Rares sont les groupes qui parviennent désormais à développer un univers autant sonore que visuel qui n'appartient qu'à eux. Kvelertak rejoint cette poignée d'artistes dont les créations ne ressemblent à nulle autres. Il n'a pourtant fallu aux Norvégiens qu'un seul album, leur premier, pour laisser une empreinte tenace à la fois occulaire - ce qu'ils doivent au travail de John Baizley (Baroness) dont le style est il est vrai reconnaissable entre mille - et mental, résultat d'un alliage indescriptible maladroitement étiqueté "Black/punk'n'roll, faute de mieux. La vérité se situe toutefois bien quelque part dans les environs, maraudant à la frontière de plusieurs genres, permettant ainsi au collectif d'embrasser un public relativement large eu égard à la présence de racines extrêmes qui font plus qu'affleurer à la surface.

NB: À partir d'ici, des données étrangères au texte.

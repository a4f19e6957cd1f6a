//! Shared test utilities: synthetic images and fixture files.
//!
//! # Usage
//!
//! ```ignore
//! use crate::test_helpers::*;
//!
//! let tmp = tempfile::TempDir::new().unwrap();
//! let path = tmp.path().join("test.jpg");
//! write_test_jpeg(&path, 200, 150);
//! ```

use image::{DynamicImage, ImageEncoder, RgbImage};
use std::path::Path;

/// An RGB gradient, distinct enough per pixel to catch row or column mixups.
pub fn gradient(width: u32, height: u32) -> DynamicImage {
    DynamicImage::ImageRgb8(RgbImage::from_fn(width, height, |x, y| {
        image::Rgb([(x % 256) as u8, (y % 256) as u8, 128])
    }))
}

/// Write a small valid baseline JPEG with the given dimensions.
pub fn write_test_jpeg(path: &Path, width: u32, height: u32) {
    let img = gradient(width, height).to_rgb8();
    let file = std::fs::File::create(path).unwrap();
    let writer = std::io::BufWriter::new(file);
    image::codecs::jpeg::JpegEncoder::new(writer)
        .write_image(img.as_raw(), width, height, image::ExtendedColorType::Rgb8)
        .unwrap();
}

/// Allocate a fresh temp dir holding one JPEG fixture named `name`.
pub fn jpeg_fixture(name: &str, width: u32, height: u32) -> (tempfile::TempDir, std::path::PathBuf) {
    let tmp = tempfile::TempDir::new().unwrap();
    let path = tmp.path().join(name);
    write_test_jpeg(&path, width, height);
    (tmp, path)
}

Le succès, mérité, qu'a rencontré dès sa sortie son prédécesseur l'explique peut-être... Le fait est que Meir affiche un visage désormais plus accessible bien que toujours aussi ravagé, face striée de multiples traits qui se croisent. L'écriture se veut toujours bouillonnante, immédiate et faussement bordélique mais il y aussi ces lignes de guitares biberonnées au grand Hard Rock. D'un coup, les Norvégiens tendent une main salvatrice, comme ils le font avec "Trepan", brulôt tout d'abord frissonnant d'un Black Metal survolé mais qui en cours de route se débarrasse de cet apparat noir pour décoller très haut. On tient d'ailleurs là un signe distinctif de cet opus, lequel trouve dans ces échappées, dans ces respirations plus atmosphériques, une personnalité qui lui est propre, faisant de lui bien davantage qu'une simple resucée.

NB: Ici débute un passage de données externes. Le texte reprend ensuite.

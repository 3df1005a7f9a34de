use std::collections::BTreeMap;

use serde::{Deserialize, Serialize};

use crate::models::enums::{CancerType, Gender};

/// Population screening schedule for one cancer type.
#[derive(Debug, Clone, PartialEq, Eq, Serialize, Deserialize)]
pub struct ScreeningGuideline {
    pub cancer_type: CancerType,
    pub start_age: u32,
    #[serde(default)]
    pub high_risk_start_age: Option<u32>,
    pub frequency: String,
    #[serde(default)]
    pub high_risk_frequency: Option<String>,
    pub method: String,
    #[serde(default)]
    pub alternative: Option<String>,
    /// Empty means every gender.
    #[serde(default)]
    pub genders: Vec<Gender>,
}

impl ScreeningGuideline {
    /// High-risk start age applies only when the guideline defines one.
    pub fn start_age_for(&self, elevated_risk: bool) -> u32 {
        match (elevated_risk, self.high_risk_start_age) {
            (true, Some(age)) => age,
            _ => self.start_age,
        }
    }

    pub fn applies_to_gender(&self, gender: Gender) -> bool {
        self.genders.is_empty() || self.genders.contains(&gender)
    }

    /// "Breast Cancer: mammography annually". Elevated risk swaps in the
    /// high-risk interval when one is defined.
    pub fn describe(&self, elevated_risk: bool) -> String {
        let frequency = match (elevated_risk, &self.high_risk_frequency) {
            (true, Some(f)) => f,
            _ => &self.frequency,
        };
        format!("{}: {} {}", self.cancer_type.label(), self.method, frequency)
    }
}

/// Cancer type → diagnostic work-up.
#[derive(Debug, Clone, PartialEq, Eq, Serialize, Deserialize)]
pub struct DiagnosticTestTable {
    pub by_cancer: BTreeMap<CancerType, Vec<String>>,
    pub default: Vec<String>,
}

impl DiagnosticTestTable {
    pub fn tests_for(&self, cancer: CancerType) -> &[String] {
        self.by_cancer
            .get(&cancer)
            .map(Vec::as_slice)
            .unwrap_or(&self.default)
    }
}

/// Cancer type → referral specialist.
#[derive(Debug, Clone, PartialEq, Eq, Serialize, Deserialize)]
pub struct SpecialistTable {
    pub by_cancer: BTreeMap<CancerType, String>,
    pub default: String,
}

impl SpecialistTable {
    pub fn specialist_for(&self, cancer: CancerType) -> &str {
        self.by_cancer
            .get(&cancer)
            .map(String::as_str)
            .unwrap_or(&self.default)
    }
}

// ── Standard tables ─────────────────────────────────────────

pub fn standard_guidelines() -> Vec<ScreeningGuideline> {
    vec![
        ScreeningGuideline {
            cancer_type: CancerType::Breast,
            start_age: 40,
            high_risk_start_age: Some(30),
            frequency: "annually".into(),
            high_risk_frequency: None,
            method: "mammography".into(),
            alternative: None,
            genders: vec![Gender::Female],
        },
        ScreeningGuideline {
            cancer_type: CancerType::Cervical,
            start_age: 21,
            high_risk_start_age: None,
            frequency: "every 3 years".into(),
            high_risk_frequency: Some("annually".into()),
            method: "pap smear".into(),
            alternative: None,
            genders: vec![Gender::Female],
        },
        ScreeningGuideline {
            cancer_type: CancerType::Colorectal,
            start_age: 45,
            high_risk_start_age: None,
            frequency: "every 10 years".into(),
            high_risk_frequency: None,
            method: "colonoscopy".into(),
            alternative: Some("FIT test annually".into()),
            genders: Vec::new(),
        },
        ScreeningGuideline {
            cancer_type: CancerType::Prostate,
            start_age: 50,
            high_risk_start_age: Some(45),
            frequency: "annually".into(),
            high_risk_frequency: None,
            method: "PSA test".into(),
            alternative: None,
            genders: vec![Gender::Male],
        },
    ]
}

fn strings(items: &[&str]) -> Vec<String> {
    items.iter().map(|s| s.to_string()).collect()
}

pub fn standard_diagnostic_tests() -> DiagnosticTestTable {
    use CancerType::*;

    let by_cancer = BTreeMap::from([
        (Breast, strings(&["Mammography", "Breast MRI", "Biopsy", "Ultrasound"])),
        (Lung, strings(&["Chest CT scan", "PET scan", "Bronchoscopy", "Sputum cytology"])),
        (Colorectal, strings(&["Colonoscopy", "CEA blood test", "CT scan", "FIT test"])),
        (Prostate, strings(&["PSA blood test", "Digital rectal exam", "Prostate MRI", "Biopsy"])),
        (Cervical, strings(&["Pap smear", "HPV test", "Colposcopy", "Cervical biopsy"])),
        (Liver, strings(&["Liver ultrasound", "CT scan", "MRI", "Alpha-fetoprotein test"])),
        (Stomach, strings(&["Upper endoscopy", "CT scan", "Barium swallow", "H. pylori test"])),
        (Skin, strings(&["Dermoscopy", "Skin biopsy", "Full body skin exam"])),
        (Blood, strings(&["Complete blood count", "Bone marrow biopsy", "Flow cytometry", "Genetic tests"])),
    ]);

    DiagnosticTestTable {
        by_cancer,
        default: strings(&["General blood tests", "Imaging studies"]),
    }
}

pub fn standard_specialists() -> SpecialistTable {
    use CancerType::*;

    let by_cancer = BTreeMap::from([
        (Breast, "Oncologist or Breast Surgeon".to_string()),
        (Lung, "Pulmonologist or Thoracic Oncologist".to_string()),
        (Colorectal, "Gastroenterologist or Colorectal Surgeon".to_string()),
        (Prostate, "Urologist or Urologic Oncologist".to_string()),
        (Cervical, "Gynecologic Oncologist".to_string()),
        (Liver, "Hepatologist or Liver Surgeon".to_string()),
        (Stomach, "Gastroenterologist or Surgical Oncologist".to_string()),
        (Skin, "Dermatologist or Dermatologic Surgeon".to_string()),
        (Blood, "Hematologist or Hematologic Oncologist".to_string()),
    ]);

    SpecialistTable {
        by_cancer,
        default: "Oncologist".into(),
    }
}

#[cfg(test)]
mod tests {
    use super::*;

    fn guideline(cancer: CancerType) -> ScreeningGuideline {
        standard_guidelines()
            .into_iter()
            .find(|g| g.cancer_type == cancer)
            .unwrap()
    }

    #[test]
    fn high_risk_start_only_when_defined() {
        let breast = guideline(CancerType::Breast);
        assert_eq!(breast.start_age_for(false), 40);
        assert_eq!(breast.start_age_for(true), 30);

        let colorectal = guideline(CancerType::Colorectal);
        assert_eq!(colorectal.start_age_for(true), 45);
    }

    #[test]
    fn gender_gating() {
        assert!(!guideline(CancerType::Breast).applies_to_gender(Gender::Male));
        assert!(guideline(CancerType::Prostate).applies_to_gender(Gender::Male));
        assert!(guideline(CancerType::Colorectal).applies_to_gender(Gender::Other));
    }

    #[test]
    fn describe_uses_label_method_frequency() {
        assert_eq!(
            guideline(CancerType::Breast).describe(false),
            "Breast Cancer: mammography annually"
        );
        assert_eq!(
            guideline(CancerType::Cervical).describe(true),
            "Cervical Cancer: pap smear annually"
        );
    }

    #[test]
    fn unknown_cancer_falls_back_to_defaults() {
        let tests = standard_diagnostic_tests();
        assert_eq!(
            tests.tests_for(CancerType::Unknown),
            &["General blood tests".to_string(), "Imaging studies".to_string()]
        );
        assert_eq!(standard_specialists().specialist_for(CancerType::Unknown), "Oncologist");
    }

    #[test]
    fn every_known_cancer_has_tests_and_specialist() {
        let tests = standard_diagnostic_tests();
        let specialists = standard_specialists();
        for cancer in CancerType::all().iter().filter(|c| **c != CancerType::Unknown) {
            assert!(tests.by_cancer.contains_key(cancer), "{cancer}");
            assert!(specialists.by_cancer.contains_key(cancer), "{cancer}");
        }
    }

    #[test]
    fn tables_round_trip_through_json_with_string_keys() {
        let tests = standard_diagnostic_tests();
        let json = serde_json::to_value(&tests).unwrap();
        assert!(json["by_cancer"]["lung_cancer"].is_array());
        let back: DiagnosticTestTable = serde_json::from_value(json).unwrap();
        assert_eq!(back, tests);
    }
}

Après une première partie propulsée par ce rythme aussi débridé que nerveux dont est coutumier le groupe, Meir aligne en revanche en fin de parcours des compos à la longueur étonnante et notamment "Tordenbrak", pourvu d'un final aux dimensions cosmiques. Celui-ci n'hésite ainsi pas à tutoyer les 9 minutes avec son architecture décomplexée propice à la cohabitation de parties rageuses et d'autres sinon plus posées du moins ouvertes sur un espace plus évolutif sans pourtant mettre en jachère cette inspiration frénétique et généreuse.

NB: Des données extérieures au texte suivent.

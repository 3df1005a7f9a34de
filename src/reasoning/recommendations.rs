use crate::knowledge::KnowledgeBase;

use super::types::{DifferentialDiagnosis, RecommendationSet, RiskAssessment, StageResult, SymptomAnalysis};

pub const EMERGENCY_URGENCY: f64 = 8.0;
pub const PROMPT_URGENCY: f64 = 6.0;

pub const SEEK_IMMEDIATE_ATTENTION: &str = "Seek immediate medical attention";
pub const SCHEDULE_PRIMARY_CARE: &str = "Schedule appointment with primary care physician within 1-2 weeks";
pub const ROUTINE_CHECKUP: &str = "Continue routine health check-ups and age-appropriate screenings";

pub const EMERGENCY_SIGNS: [&str; 4] = [
    "Severe unexplained pain",
    "Significant bleeding",
    "Difficulty breathing",
    "Loss of consciousness",
];

pub const LIFESTYLE_MODIFICATIONS: [&str; 7] = [
    "Maintain a healthy diet rich in fruits and vegetables",
    "Exercise regularly (at least 150 minutes per week)",
    "Maintain a healthy weight",
    "Limit alcohol consumption",
    "Avoid tobacco products",
    "Protect skin from excessive sun exposure",
    "Get recommended cancer screenings",
];

pub const FOLLOW_UP_EMERGENCY: [&str; 2] = [
    "Immediate medical evaluation",
    "Follow-up within 1 week after initial consultation",
];

pub const FOLLOW_UP_ELEVATED: [&str; 3] = [
    "Medical evaluation within 1-2 weeks",
    "Follow-up in 1 month",
    "Regular monitoring every 3-6 months",
];

pub const FOLLOW_UP_ROUTINE: [&str; 2] = [
    "Routine check-up in 3-6 months",
    "Annual comprehensive health screening",
];

fn owned(items: &[&str]) -> Vec<String> {
    items.iter().map(|s| s.to_string()).collect()
}

/// Stage 4. Rule-based action plan from the first three stages.
pub fn generate(
    kb: &KnowledgeBase,
    symptoms: &SymptomAnalysis,
    risk: &RiskAssessment,
    diagnosis: &DifferentialDiagnosis,
) -> StageResult<RecommendationSet> {
    let urgency = symptoms.urgency_score;
    let mut lines = Vec::new();
    let mut set = RecommendationSet::default();

    if urgency >= EMERGENCY_URGENCY {
        set.immediate_actions.push(SEEK_IMMEDIATE_ATTENTION.to_string());
        set.emergency_signs = owned(&EMERGENCY_SIGNS);
        lines.push(format!("Urgency {urgency:.2} requires immediate attention"));
    } else if urgency >= PROMPT_URGENCY {
        set.immediate_actions.push(SCHEDULE_PRIMARY_CARE.to_string());
        lines.push(format!("Urgency {urgency:.2} requires a prompt appointment"));
    } else {
        set.immediate_actions.push(ROUTINE_CHECKUP.to_string());
        lines.push(format!("Urgency {urgency:.2} allows routine follow-up"));
    }

    if let Some(top) = &diagnosis.most_likely_diagnosis {
        set.diagnostic_tests = kb.tests_for(top.cancer_type).to_vec();
        lines.push(format!("Diagnostic tests selected for {}", top.cancer_type.label()));
    }

    for cancer in &risk.high_risk_cancers {
        let specialist = kb.specialist_for(*cancer).to_string();
        if !set.specialist_referrals.contains(&specialist) {
            set.specialist_referrals.push(specialist);
        }
    }
    if !set.specialist_referrals.is_empty() {
        lines.push(format!("Specialist referrals: {}", set.specialist_referrals.join(", ")));
    }

    set.screening_recommendations = risk.recommended_screenings.clone();
    set.lifestyle_modifications = owned(&LIFESTYLE_MODIFICATIONS);
    set.follow_up_schedule = if urgency >= EMERGENCY_URGENCY {
        owned(&FOLLOW_UP_EMERGENCY)
    } else if urgency >= PROMPT_URGENCY || !risk.high_risk_cancers.is_empty() {
        owned(&FOLLOW_UP_ELEVATED)
    } else {
        owned(&FOLLOW_UP_ROUTINE)
    };

    StageResult::new(set, lines.join(". "))
}

#[cfg(test)]
mod tests {
    use super::*;
    use crate::models::enums::Gender;
    use crate::models::patient::{PatientAttributes, SymptomReport};
    use crate::reasoning::{diagnosis, risk, symptoms};

    fn run(description: &str, patient: &PatientAttributes) -> RecommendationSet {
        let kb = KnowledgeBase::standard();
        let s = symptoms::analyze(&kb, &SymptomReport::new(description, 5, "weeks")).output;
        let r = risk::assess(&kb, patient).output;
        let d = diagnosis::differentiate(&kb, &s, &r).output;
        generate(&kb, &s, &r, &d).output
    }

    #[test]
    fn emergency_urgency_lists_signs() {
        let rec = run("blood in sputum", &PatientAttributes::default());
        assert_eq!(rec.immediate_actions, vec![SEEK_IMMEDIATE_ATTENTION.to_string()]);
        assert_eq!(rec.emergency_signs.len(), 4);
        assert_eq!(rec.follow_up_schedule, owned(&FOLLOW_UP_EMERGENCY));
    }

    #[test]
    fn prompt_urgency_schedules_primary_care() {
        let rec = run("persistent cough", &PatientAttributes::default());
        assert_eq!(rec.immediate_actions, vec![SCHEDULE_PRIMARY_CARE.to_string()]);
        assert!(rec.emergency_signs.is_empty());
        assert_eq!(rec.follow_up_schedule, owned(&FOLLOW_UP_ELEVATED));
        assert_eq!(rec.diagnostic_tests[0], "Chest CT scan");
    }

    #[test]
    fn routine_without_symptoms_or_risk() {
        let rec = run("", &PatientAttributes::default());
        assert_eq!(rec.immediate_actions, vec![ROUTINE_CHECKUP.to_string()]);
        assert!(rec.diagnostic_tests.is_empty());
        assert!(rec.specialist_referrals.is_empty());
        assert_eq!(rec.follow_up_schedule, owned(&FOLLOW_UP_ROUTINE));
        assert_eq!(rec.lifestyle_modifications.len(), 7);
    }

    #[test]
    fn high_risk_cancers_bring_specialists_and_elevated_follow_up() {
        let patient = PatientAttributes {
            age: 40,
            gender: Gender::Male,
            smoking: true,
            ..Default::default()
        };
        let rec = run("", &patient);
        assert_eq!(
            rec.specialist_referrals,
            vec![
                "Pulmonologist or Thoracic Oncologist".to_string(),
                "Gastroenterologist or Colorectal Surgeon".to_string(),
                "Gynecologic Oncologist".to_string(),
            ]
        );
        assert_eq!(rec.follow_up_schedule, owned(&FOLLOW_UP_ELEVATED));
    }
}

Pandémonium orgiaque où copulent Sludge de par le chant frotté avec du papier de verre de Erlend Hjelvik, Black Metal, Rock'n' roll énervé et Punk coloré, Meir donne l'impression de partir dans toutes les directions pour finalement n'en rejoindre qu'une seule, celle tracée par une formation qui n'a décidément pas froid aux yeux ! Et puis, de toute façon, comment avec des préliminaires tels que "Äpenbaring", l'orgasme ne peut-il pas jaillir à chaque coin d'une écoute tout du long jubilatoire ?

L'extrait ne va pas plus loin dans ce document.